- **TASK PROMPT**
Of the material below, the lines to be retyped are those from the line containing "self.current = Some(build(config, keys)?);" through the line containing "let fresh = build(config, keys)?;", inclusive; reproduce them exactly.

- **TASK INPUTS**
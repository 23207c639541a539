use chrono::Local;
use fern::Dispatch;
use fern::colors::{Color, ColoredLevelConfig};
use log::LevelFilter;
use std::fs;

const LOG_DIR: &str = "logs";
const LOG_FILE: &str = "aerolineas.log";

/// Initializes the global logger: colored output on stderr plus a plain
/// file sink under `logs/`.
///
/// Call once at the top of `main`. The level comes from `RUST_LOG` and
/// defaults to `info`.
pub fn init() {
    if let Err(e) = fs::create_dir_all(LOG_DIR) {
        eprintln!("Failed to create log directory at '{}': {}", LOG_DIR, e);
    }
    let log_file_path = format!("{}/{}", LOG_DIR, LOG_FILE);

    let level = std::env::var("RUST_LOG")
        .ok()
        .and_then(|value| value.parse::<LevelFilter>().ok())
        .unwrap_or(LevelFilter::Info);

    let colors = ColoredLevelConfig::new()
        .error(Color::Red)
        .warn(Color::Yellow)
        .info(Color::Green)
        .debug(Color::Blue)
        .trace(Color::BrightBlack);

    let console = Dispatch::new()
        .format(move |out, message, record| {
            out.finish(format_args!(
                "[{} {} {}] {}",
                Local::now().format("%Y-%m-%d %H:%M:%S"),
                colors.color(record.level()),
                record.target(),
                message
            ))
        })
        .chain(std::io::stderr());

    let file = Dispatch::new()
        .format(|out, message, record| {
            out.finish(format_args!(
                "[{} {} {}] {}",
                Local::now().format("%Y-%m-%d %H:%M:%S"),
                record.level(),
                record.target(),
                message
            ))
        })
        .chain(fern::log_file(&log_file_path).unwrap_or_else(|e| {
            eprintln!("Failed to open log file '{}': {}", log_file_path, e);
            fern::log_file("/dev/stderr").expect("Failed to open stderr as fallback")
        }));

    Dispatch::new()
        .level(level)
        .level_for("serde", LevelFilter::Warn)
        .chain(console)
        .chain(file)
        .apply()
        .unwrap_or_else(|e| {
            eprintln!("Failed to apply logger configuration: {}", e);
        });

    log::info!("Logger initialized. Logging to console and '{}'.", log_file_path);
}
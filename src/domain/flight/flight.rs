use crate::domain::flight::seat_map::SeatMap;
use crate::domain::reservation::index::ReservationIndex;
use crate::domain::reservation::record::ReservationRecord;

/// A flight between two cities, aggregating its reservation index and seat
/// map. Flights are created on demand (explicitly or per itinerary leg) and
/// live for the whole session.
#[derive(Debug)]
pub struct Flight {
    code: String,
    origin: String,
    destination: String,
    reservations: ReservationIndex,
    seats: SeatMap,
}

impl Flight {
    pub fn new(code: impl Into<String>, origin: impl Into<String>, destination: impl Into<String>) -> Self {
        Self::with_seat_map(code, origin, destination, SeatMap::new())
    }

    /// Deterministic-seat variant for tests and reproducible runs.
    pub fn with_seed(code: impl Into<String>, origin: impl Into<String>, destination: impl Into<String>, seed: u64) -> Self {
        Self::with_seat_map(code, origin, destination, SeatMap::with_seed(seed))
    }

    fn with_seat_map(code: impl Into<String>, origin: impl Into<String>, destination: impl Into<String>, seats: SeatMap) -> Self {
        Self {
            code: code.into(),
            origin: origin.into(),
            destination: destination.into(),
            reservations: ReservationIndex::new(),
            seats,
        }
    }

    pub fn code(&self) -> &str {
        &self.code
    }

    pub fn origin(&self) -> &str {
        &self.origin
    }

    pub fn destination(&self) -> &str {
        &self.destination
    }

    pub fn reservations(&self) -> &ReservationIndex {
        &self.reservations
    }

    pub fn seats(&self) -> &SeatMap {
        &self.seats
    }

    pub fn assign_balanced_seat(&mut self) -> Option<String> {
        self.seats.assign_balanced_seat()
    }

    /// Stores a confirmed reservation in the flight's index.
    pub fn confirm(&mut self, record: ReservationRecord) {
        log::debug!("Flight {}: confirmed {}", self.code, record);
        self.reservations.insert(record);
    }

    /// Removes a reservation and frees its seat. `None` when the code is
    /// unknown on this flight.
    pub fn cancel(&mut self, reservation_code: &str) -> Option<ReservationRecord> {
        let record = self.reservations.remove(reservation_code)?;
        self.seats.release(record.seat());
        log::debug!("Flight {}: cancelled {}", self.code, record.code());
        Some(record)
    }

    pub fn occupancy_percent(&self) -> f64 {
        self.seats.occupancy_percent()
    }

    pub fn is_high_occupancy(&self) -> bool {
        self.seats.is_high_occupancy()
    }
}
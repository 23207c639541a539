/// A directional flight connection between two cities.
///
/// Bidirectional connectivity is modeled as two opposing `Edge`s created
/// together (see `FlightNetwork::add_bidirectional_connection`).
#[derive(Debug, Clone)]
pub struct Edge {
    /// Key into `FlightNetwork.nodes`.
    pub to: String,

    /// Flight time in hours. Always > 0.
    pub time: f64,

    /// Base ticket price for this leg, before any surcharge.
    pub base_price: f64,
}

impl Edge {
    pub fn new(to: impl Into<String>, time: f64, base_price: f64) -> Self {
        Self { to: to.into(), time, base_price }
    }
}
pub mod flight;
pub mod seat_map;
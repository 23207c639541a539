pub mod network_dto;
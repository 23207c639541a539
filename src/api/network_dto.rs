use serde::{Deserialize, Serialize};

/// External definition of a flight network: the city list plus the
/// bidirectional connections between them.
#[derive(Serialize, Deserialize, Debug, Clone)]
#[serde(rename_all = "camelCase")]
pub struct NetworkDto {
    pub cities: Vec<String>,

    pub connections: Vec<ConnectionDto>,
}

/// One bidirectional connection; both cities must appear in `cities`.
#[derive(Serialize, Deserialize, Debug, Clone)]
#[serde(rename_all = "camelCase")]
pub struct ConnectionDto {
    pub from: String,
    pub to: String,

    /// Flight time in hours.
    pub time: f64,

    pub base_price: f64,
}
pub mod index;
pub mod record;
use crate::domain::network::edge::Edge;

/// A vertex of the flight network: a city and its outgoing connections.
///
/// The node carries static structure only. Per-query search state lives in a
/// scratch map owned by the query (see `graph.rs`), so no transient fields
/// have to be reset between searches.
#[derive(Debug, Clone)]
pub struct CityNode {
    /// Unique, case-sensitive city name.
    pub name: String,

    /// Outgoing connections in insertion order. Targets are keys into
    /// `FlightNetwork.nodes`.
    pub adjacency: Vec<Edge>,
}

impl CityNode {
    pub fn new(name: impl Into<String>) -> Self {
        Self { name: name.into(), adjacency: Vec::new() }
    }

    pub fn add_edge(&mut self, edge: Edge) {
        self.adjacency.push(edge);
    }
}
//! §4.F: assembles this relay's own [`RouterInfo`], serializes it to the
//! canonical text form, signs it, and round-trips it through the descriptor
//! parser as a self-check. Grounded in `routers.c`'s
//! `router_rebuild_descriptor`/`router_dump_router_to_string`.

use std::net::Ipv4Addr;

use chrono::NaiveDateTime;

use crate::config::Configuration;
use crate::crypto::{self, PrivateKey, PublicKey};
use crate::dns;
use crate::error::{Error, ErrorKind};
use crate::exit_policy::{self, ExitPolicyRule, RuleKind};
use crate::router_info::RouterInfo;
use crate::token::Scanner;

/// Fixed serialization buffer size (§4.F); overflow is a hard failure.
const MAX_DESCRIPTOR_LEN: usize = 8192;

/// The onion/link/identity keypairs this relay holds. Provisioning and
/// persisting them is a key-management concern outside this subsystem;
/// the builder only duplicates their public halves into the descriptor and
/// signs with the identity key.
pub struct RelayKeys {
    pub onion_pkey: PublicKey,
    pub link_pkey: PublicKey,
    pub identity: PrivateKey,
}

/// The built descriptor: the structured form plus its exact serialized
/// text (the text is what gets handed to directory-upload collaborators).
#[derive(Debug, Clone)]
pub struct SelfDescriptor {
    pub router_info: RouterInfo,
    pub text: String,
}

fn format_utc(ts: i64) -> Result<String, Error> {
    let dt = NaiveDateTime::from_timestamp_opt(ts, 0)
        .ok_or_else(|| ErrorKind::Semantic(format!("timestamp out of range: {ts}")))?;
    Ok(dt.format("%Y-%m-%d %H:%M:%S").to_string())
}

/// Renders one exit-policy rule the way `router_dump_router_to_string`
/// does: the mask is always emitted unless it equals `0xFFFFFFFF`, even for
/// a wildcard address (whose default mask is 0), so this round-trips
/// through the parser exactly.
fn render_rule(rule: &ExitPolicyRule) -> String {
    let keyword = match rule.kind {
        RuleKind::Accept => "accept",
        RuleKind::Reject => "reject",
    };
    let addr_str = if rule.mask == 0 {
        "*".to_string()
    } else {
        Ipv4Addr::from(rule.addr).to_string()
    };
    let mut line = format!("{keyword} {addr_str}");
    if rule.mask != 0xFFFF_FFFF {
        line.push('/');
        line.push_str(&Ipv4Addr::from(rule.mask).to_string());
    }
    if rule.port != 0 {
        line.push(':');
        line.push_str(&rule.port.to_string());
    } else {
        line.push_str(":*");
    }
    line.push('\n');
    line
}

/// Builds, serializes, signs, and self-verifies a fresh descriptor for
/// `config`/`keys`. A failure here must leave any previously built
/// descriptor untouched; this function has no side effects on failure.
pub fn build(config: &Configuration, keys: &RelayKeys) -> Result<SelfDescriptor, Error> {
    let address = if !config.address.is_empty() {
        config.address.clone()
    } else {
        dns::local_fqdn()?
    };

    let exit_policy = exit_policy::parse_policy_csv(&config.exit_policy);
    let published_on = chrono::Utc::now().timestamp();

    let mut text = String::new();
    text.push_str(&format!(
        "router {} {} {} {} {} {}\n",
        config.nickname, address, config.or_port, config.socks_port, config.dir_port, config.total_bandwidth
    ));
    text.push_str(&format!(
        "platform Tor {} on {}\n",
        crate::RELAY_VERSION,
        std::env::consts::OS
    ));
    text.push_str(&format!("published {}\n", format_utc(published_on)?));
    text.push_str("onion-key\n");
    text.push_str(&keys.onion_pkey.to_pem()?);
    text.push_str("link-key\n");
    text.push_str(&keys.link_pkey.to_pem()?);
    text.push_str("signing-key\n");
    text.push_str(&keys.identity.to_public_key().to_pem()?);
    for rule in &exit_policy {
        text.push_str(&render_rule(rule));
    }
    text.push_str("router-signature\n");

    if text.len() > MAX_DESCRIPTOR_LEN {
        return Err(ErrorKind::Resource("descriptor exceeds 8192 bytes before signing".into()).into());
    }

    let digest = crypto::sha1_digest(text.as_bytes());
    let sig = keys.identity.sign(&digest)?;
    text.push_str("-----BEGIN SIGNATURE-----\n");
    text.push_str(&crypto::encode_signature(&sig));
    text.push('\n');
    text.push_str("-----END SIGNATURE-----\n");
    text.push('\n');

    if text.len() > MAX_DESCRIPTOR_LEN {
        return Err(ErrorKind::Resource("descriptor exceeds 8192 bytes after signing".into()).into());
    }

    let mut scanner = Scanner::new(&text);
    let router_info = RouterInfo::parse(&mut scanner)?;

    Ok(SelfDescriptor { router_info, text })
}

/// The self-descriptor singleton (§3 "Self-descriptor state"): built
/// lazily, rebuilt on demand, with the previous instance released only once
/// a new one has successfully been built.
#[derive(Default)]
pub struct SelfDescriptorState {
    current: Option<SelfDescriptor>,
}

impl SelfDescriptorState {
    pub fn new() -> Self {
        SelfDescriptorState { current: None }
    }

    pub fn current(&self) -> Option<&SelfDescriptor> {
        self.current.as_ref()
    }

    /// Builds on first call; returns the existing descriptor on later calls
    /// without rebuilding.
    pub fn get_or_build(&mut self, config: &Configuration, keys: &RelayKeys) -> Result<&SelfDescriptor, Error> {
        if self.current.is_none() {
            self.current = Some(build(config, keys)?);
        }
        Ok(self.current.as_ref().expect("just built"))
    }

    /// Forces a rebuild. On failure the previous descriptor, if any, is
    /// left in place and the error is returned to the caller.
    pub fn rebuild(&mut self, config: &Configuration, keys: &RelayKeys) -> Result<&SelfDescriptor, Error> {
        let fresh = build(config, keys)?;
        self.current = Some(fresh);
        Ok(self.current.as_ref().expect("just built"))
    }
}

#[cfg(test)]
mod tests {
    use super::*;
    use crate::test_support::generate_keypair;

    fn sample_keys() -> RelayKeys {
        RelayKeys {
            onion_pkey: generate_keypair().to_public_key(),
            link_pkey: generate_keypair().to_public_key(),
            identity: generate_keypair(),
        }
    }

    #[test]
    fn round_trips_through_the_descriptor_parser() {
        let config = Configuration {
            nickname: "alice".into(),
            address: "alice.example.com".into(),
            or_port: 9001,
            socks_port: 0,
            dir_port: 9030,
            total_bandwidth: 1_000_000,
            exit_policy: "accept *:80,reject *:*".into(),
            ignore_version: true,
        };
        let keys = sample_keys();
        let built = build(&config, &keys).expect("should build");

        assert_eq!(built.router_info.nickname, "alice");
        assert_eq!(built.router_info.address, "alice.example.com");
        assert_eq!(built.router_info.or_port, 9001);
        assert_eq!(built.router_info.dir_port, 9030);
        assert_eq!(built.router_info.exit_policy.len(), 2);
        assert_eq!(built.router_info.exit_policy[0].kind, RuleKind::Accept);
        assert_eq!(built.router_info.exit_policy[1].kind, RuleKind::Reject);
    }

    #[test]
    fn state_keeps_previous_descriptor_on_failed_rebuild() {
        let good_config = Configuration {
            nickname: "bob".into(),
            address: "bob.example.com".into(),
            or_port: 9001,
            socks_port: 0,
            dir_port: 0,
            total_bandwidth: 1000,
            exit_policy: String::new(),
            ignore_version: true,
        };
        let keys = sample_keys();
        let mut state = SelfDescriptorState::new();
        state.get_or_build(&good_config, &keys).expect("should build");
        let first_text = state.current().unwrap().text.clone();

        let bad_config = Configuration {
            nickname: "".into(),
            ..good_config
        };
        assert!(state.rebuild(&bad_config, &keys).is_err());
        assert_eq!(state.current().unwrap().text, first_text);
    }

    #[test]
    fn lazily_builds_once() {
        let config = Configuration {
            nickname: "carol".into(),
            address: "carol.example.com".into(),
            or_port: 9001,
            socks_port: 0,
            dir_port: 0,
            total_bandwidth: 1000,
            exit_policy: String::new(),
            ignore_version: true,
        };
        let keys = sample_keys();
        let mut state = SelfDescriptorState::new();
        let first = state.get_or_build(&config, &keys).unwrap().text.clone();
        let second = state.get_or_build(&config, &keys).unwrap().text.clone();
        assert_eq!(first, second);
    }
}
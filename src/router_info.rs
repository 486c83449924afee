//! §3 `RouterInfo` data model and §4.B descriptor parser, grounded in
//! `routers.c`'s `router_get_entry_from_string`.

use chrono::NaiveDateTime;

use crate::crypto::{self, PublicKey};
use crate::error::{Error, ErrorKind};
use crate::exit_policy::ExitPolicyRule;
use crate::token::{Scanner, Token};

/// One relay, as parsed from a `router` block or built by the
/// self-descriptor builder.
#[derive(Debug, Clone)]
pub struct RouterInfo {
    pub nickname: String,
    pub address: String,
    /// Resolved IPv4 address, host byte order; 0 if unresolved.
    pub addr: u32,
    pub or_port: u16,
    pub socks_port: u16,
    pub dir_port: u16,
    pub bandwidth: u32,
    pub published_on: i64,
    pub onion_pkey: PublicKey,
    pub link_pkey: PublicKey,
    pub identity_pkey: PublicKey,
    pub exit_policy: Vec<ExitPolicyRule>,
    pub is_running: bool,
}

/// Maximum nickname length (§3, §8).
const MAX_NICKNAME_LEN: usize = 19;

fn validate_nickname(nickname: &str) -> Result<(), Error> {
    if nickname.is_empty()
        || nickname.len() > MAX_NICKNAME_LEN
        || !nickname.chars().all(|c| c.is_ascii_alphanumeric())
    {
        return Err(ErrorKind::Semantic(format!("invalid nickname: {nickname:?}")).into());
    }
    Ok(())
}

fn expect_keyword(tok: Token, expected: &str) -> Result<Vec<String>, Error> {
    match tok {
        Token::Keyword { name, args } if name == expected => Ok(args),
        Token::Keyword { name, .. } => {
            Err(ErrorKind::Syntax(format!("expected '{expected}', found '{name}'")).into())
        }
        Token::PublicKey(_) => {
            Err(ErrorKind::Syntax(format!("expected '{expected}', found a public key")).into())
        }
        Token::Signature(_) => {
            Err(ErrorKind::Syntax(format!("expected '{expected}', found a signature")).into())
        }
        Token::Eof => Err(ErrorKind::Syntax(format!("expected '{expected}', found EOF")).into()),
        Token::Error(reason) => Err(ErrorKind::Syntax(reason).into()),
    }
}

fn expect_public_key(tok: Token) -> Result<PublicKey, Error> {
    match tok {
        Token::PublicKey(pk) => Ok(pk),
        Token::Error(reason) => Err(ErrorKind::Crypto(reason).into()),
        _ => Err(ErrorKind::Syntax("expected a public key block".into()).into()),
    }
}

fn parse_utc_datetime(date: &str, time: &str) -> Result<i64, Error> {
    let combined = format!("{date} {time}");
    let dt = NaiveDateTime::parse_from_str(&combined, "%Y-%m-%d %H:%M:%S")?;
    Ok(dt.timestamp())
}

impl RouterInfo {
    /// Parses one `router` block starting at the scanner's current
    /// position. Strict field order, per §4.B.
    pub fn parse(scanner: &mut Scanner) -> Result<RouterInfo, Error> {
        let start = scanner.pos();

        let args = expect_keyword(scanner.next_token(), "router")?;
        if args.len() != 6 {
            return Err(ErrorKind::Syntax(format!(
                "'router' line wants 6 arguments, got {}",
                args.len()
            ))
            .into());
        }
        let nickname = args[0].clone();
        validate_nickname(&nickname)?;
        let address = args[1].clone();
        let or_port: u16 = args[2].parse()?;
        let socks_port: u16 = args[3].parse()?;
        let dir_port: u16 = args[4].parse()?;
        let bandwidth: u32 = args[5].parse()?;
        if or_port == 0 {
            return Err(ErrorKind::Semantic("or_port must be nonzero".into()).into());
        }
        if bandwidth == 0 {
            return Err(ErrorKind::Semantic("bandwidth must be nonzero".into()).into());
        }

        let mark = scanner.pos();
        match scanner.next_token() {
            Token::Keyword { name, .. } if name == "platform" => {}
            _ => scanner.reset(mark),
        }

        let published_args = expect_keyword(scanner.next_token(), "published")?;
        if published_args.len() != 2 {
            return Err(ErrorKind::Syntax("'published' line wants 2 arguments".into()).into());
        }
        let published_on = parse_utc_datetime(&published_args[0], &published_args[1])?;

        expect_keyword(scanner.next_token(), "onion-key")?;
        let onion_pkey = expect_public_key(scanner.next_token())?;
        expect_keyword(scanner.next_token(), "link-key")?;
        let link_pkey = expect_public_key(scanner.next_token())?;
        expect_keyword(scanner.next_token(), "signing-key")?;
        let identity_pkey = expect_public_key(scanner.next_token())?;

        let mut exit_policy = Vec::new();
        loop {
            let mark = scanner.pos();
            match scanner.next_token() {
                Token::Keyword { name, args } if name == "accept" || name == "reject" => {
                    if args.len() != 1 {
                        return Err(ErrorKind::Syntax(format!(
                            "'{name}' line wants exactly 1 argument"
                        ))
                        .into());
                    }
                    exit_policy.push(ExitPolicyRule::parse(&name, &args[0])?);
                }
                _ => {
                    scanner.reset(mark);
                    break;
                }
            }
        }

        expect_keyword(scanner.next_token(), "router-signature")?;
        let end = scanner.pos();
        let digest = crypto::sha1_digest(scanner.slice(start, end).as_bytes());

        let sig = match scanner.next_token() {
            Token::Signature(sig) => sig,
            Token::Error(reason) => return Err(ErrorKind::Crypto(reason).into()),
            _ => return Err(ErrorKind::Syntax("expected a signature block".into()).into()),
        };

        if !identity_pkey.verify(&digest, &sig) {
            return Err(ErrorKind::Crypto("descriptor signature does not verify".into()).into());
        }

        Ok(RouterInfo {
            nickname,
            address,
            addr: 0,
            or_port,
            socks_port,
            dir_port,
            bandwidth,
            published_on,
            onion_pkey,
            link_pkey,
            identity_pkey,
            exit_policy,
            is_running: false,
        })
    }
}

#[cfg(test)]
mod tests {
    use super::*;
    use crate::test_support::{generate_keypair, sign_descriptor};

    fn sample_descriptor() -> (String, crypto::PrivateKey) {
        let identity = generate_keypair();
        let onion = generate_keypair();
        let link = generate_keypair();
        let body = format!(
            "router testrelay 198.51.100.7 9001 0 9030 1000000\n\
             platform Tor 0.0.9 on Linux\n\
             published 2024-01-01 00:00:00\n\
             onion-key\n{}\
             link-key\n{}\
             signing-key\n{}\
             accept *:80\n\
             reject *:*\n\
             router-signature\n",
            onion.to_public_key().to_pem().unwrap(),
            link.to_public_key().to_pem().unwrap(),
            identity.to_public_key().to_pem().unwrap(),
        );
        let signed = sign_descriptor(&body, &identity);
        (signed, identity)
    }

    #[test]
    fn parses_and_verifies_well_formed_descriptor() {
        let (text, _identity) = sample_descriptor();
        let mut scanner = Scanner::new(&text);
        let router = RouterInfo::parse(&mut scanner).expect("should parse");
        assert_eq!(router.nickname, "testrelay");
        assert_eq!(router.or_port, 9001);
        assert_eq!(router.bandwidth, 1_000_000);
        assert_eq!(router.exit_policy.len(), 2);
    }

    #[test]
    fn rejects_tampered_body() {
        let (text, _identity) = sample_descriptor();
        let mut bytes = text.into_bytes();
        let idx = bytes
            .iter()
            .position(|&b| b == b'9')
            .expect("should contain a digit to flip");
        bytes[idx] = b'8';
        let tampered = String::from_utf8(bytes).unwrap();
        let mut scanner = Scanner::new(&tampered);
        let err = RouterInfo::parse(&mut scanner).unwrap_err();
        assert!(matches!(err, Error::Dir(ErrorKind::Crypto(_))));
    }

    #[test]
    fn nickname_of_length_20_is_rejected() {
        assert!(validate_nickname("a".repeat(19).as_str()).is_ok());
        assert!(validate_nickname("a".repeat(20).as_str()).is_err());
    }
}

- **PROBLEM SOLUTION**
            self.current = Some(build(config, keys)?);
        }
        Ok(self.current.as_ref().expect("just built"))
    }

    /// Forces a rebuild. On failure the previous descriptor, if any, is
    /// left in place and the error is returned to the caller.
    pub fn rebuild(&mut self, config: &Configuration, keys: &RelayKeys) -> Result<&SelfDescriptor, Error> {
        let fresh = build(config, keys)?;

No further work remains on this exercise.